De origem humilde e infância marcada por perdas afetivas dilacerantes, Sant’Ana erigiu seu modelo próprio de sobrevivência, no qual ele era promotor e juiz de si mesmo. Extremamente inteligente, e com uma memória prodigiosa, brincava com as palavras e tinha o prazer lúdico dos melhores cronistas que esculpem cada frase até o êxtase de parecer perfeita. 

Com uma invejável coleção musical no hard disk cerebral, sempre tinha a melodia adequada ao momento que vivia com seus amigos. A sagacidade para interpretar o sentimento das pessoas de todas as camadas sociais explica a liderança de sua coluna ao longo de décadas, com aquelas sacadas geniais que eram a alegria dos seus amigos e a amargura dos seus desafetos.

Odiava ser contestado, mas amava a polêmica que essa divergência provocasse. Sem nenhuma preocupação com o politicamente correto, despertava uma antipatia instantânea nas pessoas que não tinham oportunidade nem paciência de conhecê-lo com profundidade e desperdiçavam, então, a chance de conviver com um tipo despojado, amigo dos amigos, e um coração tão mole que chorava com qualquer história que envolvesse um mínimo de emoção.

Mais de uma vez em conversa comigo, interrompia o papo para anotar uma frase qualquer que seria encontrada numa de suas crônicas futuras, essa que é uma característica desses catadores de ideias.

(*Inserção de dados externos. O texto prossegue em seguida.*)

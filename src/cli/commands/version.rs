//! Version command implementation.

use crate::error::Result;

/// Print the crate version.
pub fn execute(json: bool) -> Result<()> {
    let version = env!("CARGO_PKG_VERSION");
    if json {
        println!("{}", serde_json::json!({ "name": "wikisync", "version": version }));
    } else {
        println!("wikisync {version}");
    }
    Ok(())
}
//! Attachment command implementations.

use std::collections::BTreeSet;

use colored::Colorize;

use crate::cli::{AttachmentCommands, Cli};
use crate::error::Result;
use crate::sync::parse_page_ref;

/// Execute attachment commands.
pub fn execute(command: &AttachmentCommands, cli: &Cli, json: bool) -> Result<()> {
    match command {
        AttachmentCommands::Download { page, only } => download(page, only, cli, json),
        AttachmentCommands::Upload { page, only } => upload(page, only, cli, json),
    }
}

/// Turn repeated `--only` flags into the filter set, `None` when absent.
fn filter_set(only: &[String]) -> Option<BTreeSet<String>> {
    if only.is_empty() {
        None
    } else {
        Some(only.iter().cloned().collect())
    }
}

fn download(page: &str, only: &[String], cli: &Cli, json: bool) -> Result<()> {
    let id = parse_page_ref(page)?;
    let filter = filter_set(only);
    let (manager, opts) = super::build(cli)?;
    let rt = super::runtime()?;

    match rt.block_on(manager.download_attachments(&id, filter.as_ref(), &opts)) {
        Ok(outcome) => {
            if json {
                let output = serde_json::json!({
                    "success": true,
                    "documentId": id,
                    "downloaded": outcome.downloaded,
                    "skipped": outcome.skipped,
                    "removed": outcome.removed,
                    "log": outcome.log_path,
                });
                println!("{output}");
            } else {
                println!(
                    "{} {} attachment(s) for page {id}",
                    "Downloaded".green(),
                    outcome.downloaded.len()
                );
                for title in &outcome.downloaded {
                    println!("  + {title}");
                }
                if !outcome.skipped.is_empty() {
                    println!("  {} unchanged", outcome.skipped.len());
                }
                for title in &outcome.removed {
                    println!("  {} {title} (gone remotely)", "removed".yellow());
                }
            }
            Ok(())
        }
        Err(failure) => Err(super::report_failure(failure, json)),
    }
}

fn upload(page: &str, only: &[String], cli: &Cli, json: bool) -> Result<()> {
    let id = parse_page_ref(page)?;
    let filter = filter_set(only);
    let (manager, opts) = super::build(cli)?;
    let rt = super::runtime()?;

    match rt.block_on(manager.upload_attachments(&id, filter.as_ref(), &opts)) {
        Ok(outcome) => {
            if json {
                let output = serde_json::json!({
                    "success": true,
                    "documentId": id,
                    "uploaded": outcome.uploaded,
                    "skipped": outcome.skipped,
                    "log": outcome.log_path,
                });
                println!("{output}");
            } else {
                println!(
                    "{} {} attachment(s) for page {id}",
                    "Uploaded".green(),
                    outcome.uploaded.len()
                );
                for title in &outcome.uploaded {
                    println!("  + {title}");
                }
                if !outcome.skipped.is_empty() {
                    println!("  {} unchanged", outcome.skipped.len());
                }
            }
            Ok(())
        }
        Err(failure) => Err(super::report_failure(failure, json)),
    }
}

#[cfg(test)]
mod tests {
    use super::*;

    #[test]
    fn test_filter_set_empty_means_unfiltered() {
        assert!(filter_set(&[]).is_none());
        let set = filter_set(&["a.png".to_string(), "b.pdf".to_string()]).unwrap();
        assert!(set.contains("a.png"));
        assert_eq!(set.len(), 2);
    }
}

Foi meu paciente durante muitos anos, desde uma época em que pareceu sincero seu interesse em parar de fumar, um vício que o perseguiu e destroçou ao longo de 65 anos, até o final da vida, marcada pela resignação com que enfrentou todos os cânceres atribuíveis ao cigarro, sem se lamentar. Em consultas periódicas, sempre puxava o assunto de como fazer para interromper o tabagismo, e então ouvir falar de todos os riscos e ameaças tenebrosas. 

Um dia, tendo percebido que havia um certo masoquismo naquela solicitação, resolvi inverter o cenário, e passei a relatar todas as virtudes da nicotina “uma droga maravilhosa, estimulante da atividade cerebral, tranquilizadora, euforizante, antidepressiva, capaz de, em menos de 90 segundos depois da primeira tragada, acender um foco luminoso na área do prazer, e que além disso...”. O Sant’Ana me interrompeu e disse: “Tu tá me sacaneando?”. Respondi: “Acho que sim!” Então, ele me abraçou e disse: “Por isso que eu gosto de ti!”.

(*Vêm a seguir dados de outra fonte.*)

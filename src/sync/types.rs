//! Operation kinds and outcome types for sync operations.

use std::path::PathBuf;

use serde::Serialize;

use crate::error::Error;

/// The four sync operations.
#[derive(Debug, Clone, Copy, PartialEq, Eq)]
pub enum OpKind {
    DownloadBody,
    UploadBody,
    DownloadAttachments,
    UploadAttachments,
}

impl OpKind {
    /// Kebab-case name used in log file names and event records.
    #[must_use]
    pub const fn as_str(&self) -> &str {
        match self {
            Self::DownloadBody => "download-body",
            Self::UploadBody => "upload-body",
            Self::DownloadAttachments => "download-attachments",
            Self::UploadAttachments => "upload-attachments",
        }
    }
}

impl std::fmt::Display for OpKind {
    fn fmt(&self, f: &mut std::fmt::Formatter<'_>) -> std::fmt::Result {
        f.write_str(self.as_str())
    }
}

/// Result of a body download.
#[derive(Debug, Clone, Serialize)]
pub struct BodyDownloadOutcome {
    /// True when the remote body and version matched the cache and nothing
    /// was written.
    pub skipped: bool,
    /// Remote version after the operation.
    pub version: i64,
    /// Where the expanded body lives.
    pub body_path: PathBuf,
    /// Where the metadata record lives.
    pub meta_path: PathBuf,
    /// Event log recording this operation.
    pub log_path: PathBuf,
}

/// Result of a body upload.
#[derive(Debug, Clone, Serialize)]
pub struct BodyUploadOutcome {
    /// True when the remote page was actually rewritten. False means the
    /// local body hash matched the record and no remote mutation happened.
    pub page_updated: bool,
    /// Remote version after the operation.
    pub version: i64,
    /// Event log recording this operation.
    pub log_path: PathBuf,
}

/// Result of an attachment download.
#[derive(Debug, Clone, Serialize)]
pub struct AttachmentDownloadOutcome {
    /// Titles downloaded this run.
    pub downloaded: Vec<String>,
    /// Titles skipped because version and local file both matched.
    pub skipped: Vec<String>,
    /// Titles garbage-collected because the remote listing no longer has
    /// them. Always empty on filtered scans.
    pub removed: Vec<String>,
    /// Event log recording this operation.
    pub log_path: PathBuf,
}

/// Result of an attachment upload.
#[derive(Debug, Clone, Serialize)]
pub struct AttachmentUploadOutcome {
    /// Titles uploaded this run.
    pub uploaded: Vec<String>,
    /// Titles skipped because the local bytes hash matched the record.
    pub skipped: Vec<String>,
    /// Event log recording this operation.
    pub log_path: PathBuf,
}

/// A failed sync operation, paired with the log file that recorded it.
///
/// The inner error is the classified failure, propagated unchanged; the log
/// path points at the forensic record of the attempt.
#[derive(Debug)]
pub struct OpFailure {
    pub error: Error,
    pub log_path: Option<PathBuf>,
}

impl std::fmt::Display for OpFailure {
    fn fmt(&self, f: &mut std::fmt::Formatter<'_>) -> std::fmt::Result {
        match &self.log_path {
            Some(path) => write!(f, "{} (log: {})", self.error, path.display()),
            None => write!(f, "{}", self.error),
        }
    }
}

impl std::error::Error for OpFailure {
    fn source(&self) -> Option<&(dyn std::error::Error + 'static)> {
        Some(&self.error)
    }
}

impl From<Error> for OpFailure {
    fn from(error: Error) -> Self {
        Self {
            error,
            log_path: None,
        }
    }
}

#[cfg(test)]
mod tests {
    use super::*;

    #[test]
    fn test_op_kind_names() {
        assert_eq!(OpKind::DownloadBody.as_str(), "download-body");
        assert_eq!(OpKind::UploadAttachments.as_str(), "upload-attachments");
    }

    #[test]
    fn test_failure_display_includes_log_path() {
        let failure = OpFailure {
            error: Error::Cancelled,
            log_path: Some(PathBuf::from("/c/log/download-body-x.log")),
        };
        let text = failure.to_string();
        assert!(text.contains("cancelled"));
        assert!(text.contains("download-body-x.log"));
    }
}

Foi sempre um entusiasta dos transplantes de órgãos, e várias vezes conversou com pacientes transplantados e se encantou com suas histórias. Muito pela emoção que essa população lhe provocava, participou de todas as campanhas apoiadas pela RBS, no que entendia como uma missão de responsabilidade social da qual não poderia se omitir.

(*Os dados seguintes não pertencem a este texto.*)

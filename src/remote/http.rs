//! HTTP implementation of the remote wiki client.
//!
//! Talks to a Confluence-style REST API with bearer-token auth. Every
//! response status is classified into the error taxonomy before the body is
//! interpreted, so callers always see a typed failure carrying the
//! originating status code.

use reqwest::StatusCode;
use serde::Deserialize;

use super::{guard, CallOptions, PageUpdate, RemoteAttachment, RemotePage, RemoteWiki};
use crate::error::{Error, Result};

/// Page size used when walking the attachment listing.
const ATTACHMENT_PAGE_LIMIT: usize = 200;

/// Remote wiki client over HTTP.
pub struct HttpWikiClient {
    client: reqwest::Client,
    base_url: String,
    token: String,
}

impl HttpWikiClient {
    /// Create a client for the given base URL and API token.
    #[must_use]
    pub fn new(base_url: &str, token: String) -> Self {
        Self {
            client: reqwest::Client::new(),
            base_url: base_url.trim_end_matches('/').to_string(),
            token,
        }
    }

    fn api_url(&self, path: &str) -> String {
        format!("{}{path}", self.base_url)
    }

    /// Resolve a listing's download URL, which is usually relative.
    fn download_url(&self, url: &str) -> String {
        if url.starts_with("http://") || url.starts_with("https://") {
            url.to_string()
        } else {
            self.api_url(url)
        }
    }

    fn bearer(&self) -> String {
        format!("Bearer {}", self.token)
    }

    /// Map a non-success status to a typed error.
    ///
    /// `local_version` is set on update calls so a 409 can report which
    /// version the caller expected.
    fn classify(status: StatusCode, id: &str, local_version: Option<i64>, body: String) -> Error {
        match status.as_u16() {
            401 => Error::RemoteAuthFailed { status: 401 },
            403 => Error::RemotePermissionDenied { status: 403 },
            404 => Error::RemoteNotFound {
                id: id.to_string(),
                status: 404,
            },
            409 => Error::RemoteVersionConflict {
                local: local_version.unwrap_or(-1),
                remote: None,
            },
            429 => Error::RemoteRateLimited { status: 429 },
            s if (500..=599).contains(&s) => Error::RemoteServiceError { status: s },
            s => Error::RemoteUnknown {
                status: s,
                message: body,
            },
        }
    }

    /// Fail unless the response is a success, consuming it into an error.
    async fn check(
        response: reqwest::Response,
        id: &str,
        local_version: Option<i64>,
    ) -> Result<reqwest::Response> {
        let status = response.status();
        if status.is_success() {
            return Ok(response);
        }
        let body = response.text().await.unwrap_or_default();
        Err(Self::classify(status, id, local_version, body))
    }
}

// ── Wire types ────────────────────────────────────────────────

#[derive(Debug, Deserialize)]
struct VersionField {
    number: i64,
}

#[derive(Debug, Deserialize)]
struct StorageField {
    value: String,
}

#[derive(Debug, Deserialize)]
struct BodyField {
    storage: StorageField,
}

#[derive(Debug, Deserialize)]
struct PageResponse {
    id: String,
    title: String,
    version: VersionField,
    body: BodyField,
}

#[derive(Debug, Deserialize)]
struct UpdateResponse {
    version: VersionField,
}

#[derive(Debug, Deserialize)]
struct AttachmentExtensions {
    #[serde(rename = "mediaType", default)]
    media_type: Option<String>,
    #[serde(rename = "fileSize", default)]
    file_size: Option<u64>,
}

#[derive(Debug, Deserialize)]
struct AttachmentLinks {
    #[serde(default)]
    download: Option<String>,
}

#[derive(Debug, Deserialize)]
struct AttachmentResponse {
    id: String,
    title: String,
    version: VersionField,
    #[serde(default)]
    extensions: Option<AttachmentExtensions>,
    #[serde(rename = "_links", default)]
    links: Option<AttachmentLinks>,
}

#[derive(Debug, Deserialize)]
struct AttachmentListResponse {
    results: Vec<AttachmentResponse>,
}

impl AttachmentResponse {
    fn into_remote(self) -> RemoteAttachment {
        let extensions = self.extensions.unwrap_or(AttachmentExtensions {
            media_type: None,
            file_size: None,
        });
        RemoteAttachment {
            id: self.id,
            title: self.title,
            version: self.version.number,
            download_url: self.links.and_then(|l| l.download).unwrap_or_default(),
            file_size: extensions.file_size.unwrap_or(0),
            media_type: extensions
                .media_type
                .unwrap_or_else(|| "application/octet-stream".to_string()),
        }
    }
}

// ── Trait implementation ──────────────────────────────────────

impl RemoteWiki for HttpWikiClient {
    async fn get_page(&self, id: &str, opts: &CallOptions) -> Result<RemotePage> {
        guard(opts, async {
            let url = self.api_url(&format!("/rest/api/content/{id}"));
            let response = self
                .client
                .get(&url)
                .query(&[("expand", "body.storage,version")])
                .header("Authorization", self.bearer())
                .send()
                .await?;
            let response = Self::check(response, id, None).await?;
            let page: PageResponse = response.json().await?;
            Ok(RemotePage {
                id: page.id,
                title: page.title,
                version: page.version.number,
                body_storage: page.body.storage.value,
            })
        })
        .await
    }

    async fn update_page(&self, id: &str, update: PageUpdate, opts: &CallOptions) -> Result<i64> {
        guard(opts, async {
            let url = self.api_url(&format!("/rest/api/content/{id}"));
            // The API wants the number the page should move to; a stale
            // expectation surfaces as a 409.
            let payload = serde_json::json!({
                "id": id,
                "type": "page",
                "title": update.title,
                "version": { "number": update.expected_version + 1 },
                "body": {
                    "storage": {
                        "value": update.body_storage,
                        "representation": "storage",
                    }
                }
            });
            let response = self
                .client
                .put(&url)
                .header("Authorization", self.bearer())
                .json(&payload)
                .send()
                .await?;
            let response = Self::check(response, id, Some(update.expected_version)).await?;
            let updated: UpdateResponse = response.json().await?;
            Ok(updated.version.number)
        })
        .await
    }

    async fn list_attachments(
        &self,
        id: &str,
        opts: &CallOptions,
    ) -> Result<Vec<RemoteAttachment>> {
        guard(opts, async {
            let url = self.api_url(&format!("/rest/api/content/{id}/child/attachment"));
            let mut start = 0usize;
            let mut all = Vec::new();
            loop {
                let response = self
                    .client
                    .get(&url)
                    .query(&[
                        ("expand", "version".to_string()),
                        ("limit", ATTACHMENT_PAGE_LIMIT.to_string()),
                        ("start", start.to_string()),
                    ])
                    .header("Authorization", self.bearer())
                    .send()
                    .await?;
                let response = Self::check(response, id, None).await?;
                let listing: AttachmentListResponse = response.json().await?;
                let count = listing.results.len();
                all.extend(listing.results.into_iter().map(AttachmentResponse::into_remote));
                if count < ATTACHMENT_PAGE_LIMIT {
                    break;
                }
                start += count;
            }
            Ok(all)
        })
        .await
    }

    async fn upload_attachment(
        &self,
        id: &str,
        filename: &str,
        bytes: Vec<u8>,
        content_type: &str,
        opts: &CallOptions,
    ) -> Result<RemoteAttachment> {
        guard(opts, async {
            let url = self.api_url(&format!("/rest/api/content/{id}/child/attachment"));
            let part = reqwest::multipart::Part::bytes(bytes)
                .file_name(filename.to_string())
                .mime_str(content_type)
                .map_err(|e| Error::InvalidArgument(format!("bad content type: {e}")))?;
            let form = reqwest::multipart::Form::new().part("file", part);
            let response = self
                .client
                .post(&url)
                .header("Authorization", self.bearer())
                .header("X-Atlassian-Token", "nocheck")
                .multipart(form)
                .send()
                .await?;
            let response = Self::check(response, id, None).await?;
            let listing: AttachmentListResponse = response.json().await?;
            listing
                .results
                .into_iter()
                .next()
                .map(AttachmentResponse::into_remote)
                .ok_or_else(|| Error::RemoteUnknown {
                    status: 200,
                    message: "upload response contained no attachment".to_string(),
                })
        })
        .await
    }

    async fn download_attachment(
        &self,
        id: &str,
        attachment: &RemoteAttachment,
        opts: &CallOptions,
    ) -> Result<Vec<u8>> {
        guard(opts, async {
            let url = self.download_url(&attachment.download_url);
            let response = self
                .client
                .get(&url)
                .header("Authorization", self.bearer())
                .send()
                .await?;
            let response = Self::check(response, id, None).await?;
            Ok(response.bytes().await?.to_vec())
        })
        .await
    }
}

#[cfg(test)]
mod tests {
    use super::*;

    #[test]
    fn test_base_url_trailing_slash_trimmed() {
        let client = HttpWikiClient::new("https://wiki.example.com/", "t".into());
        assert_eq!(
            client.api_url("/rest/api/content/1"),
            "https://wiki.example.com/rest/api/content/1"
        );
    }

    #[test]
    fn test_relative_download_url_resolved() {
        let client = HttpWikiClient::new("https://wiki.example.com", "t".into());
        assert_eq!(
            client.download_url("/download/attachments/1/a.png"),
            "https://wiki.example.com/download/attachments/1/a.png"
        );
        assert_eq!(
            client.download_url("https://cdn.example.com/a.png"),
            "https://cdn.example.com/a.png"
        );
    }

    #[test]
    fn test_status_classification() {
        let classify = |code: u16| {
            HttpWikiClient::classify(
                StatusCode::from_u16(code).unwrap(),
                "123",
                Some(3),
                String::new(),
            )
        };
        assert!(matches!(classify(401), Error::RemoteAuthFailed { status: 401 }));
        assert!(matches!(
            classify(403),
            Error::RemotePermissionDenied { status: 403 }
        ));
        assert!(matches!(classify(404), Error::RemoteNotFound { .. }));
        assert!(matches!(
            classify(409),
            Error::RemoteVersionConflict { local: 3, remote: None }
        ));
        assert!(matches!(classify(429), Error::RemoteRateLimited { .. }));
        assert!(matches!(
            classify(503),
            Error::RemoteServiceError { status: 503 }
        ));
        assert!(matches!(classify(418), Error::RemoteUnknown { status: 418, .. }));
    }
}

Quando Não Pensem por Mim, meu primeiro livro de crônicas, ficou pronto, pedi ao Sant’Ana que escrevesse o prefácio, e recebi um texto maravilhoso que me encheu de orgulho, porque eu não estava nem um pouco interessado em admitir o tamanho dos exageros naquela quantidade de adjetivos. 

Quando cheguei para a primeira sessão de autógrafos, ele já estava lá, sentado, com uma cara debochada. Ia iniciar o agradecimento pela sua presença, mas ele me interrompeu: “Não se precipite, estou aqui apenas para evitar a frustração dos inúmeros leitores que virão somente para abraçar o autor do maravilhoso prefácio!”. E ficou lá, com aquele risinho enviesado, de caneta na mão.

Soube depois que ele e o Nílson Souza foram os grandes proponentes da minha efetivação como cronista semanal do caderno Vida, mas, antes disso, várias vezes cedeu seu espaço sagrado na penúltima página de ZH (que ele chamava carinhosamente de “meu canhão”) para publicação de textos meus. Estas oportunidades de exposição me ensinaram que o “meu canhão” não era nenhum exagero. Um dia, quando tentava lhe agradecer por estas gentilezas, ele me interrompeu: “Não esqueça de considerar que talvez eu simplesmente estivesse sem assunto naqueles dias!”.

O Sant’Ana morreu devagar, e é provável que isto atenue, agora, a tristeza pela sua morte, mas, ao longo prazo, no coração dos seus amigos, ficará pulsando a dor da saudade.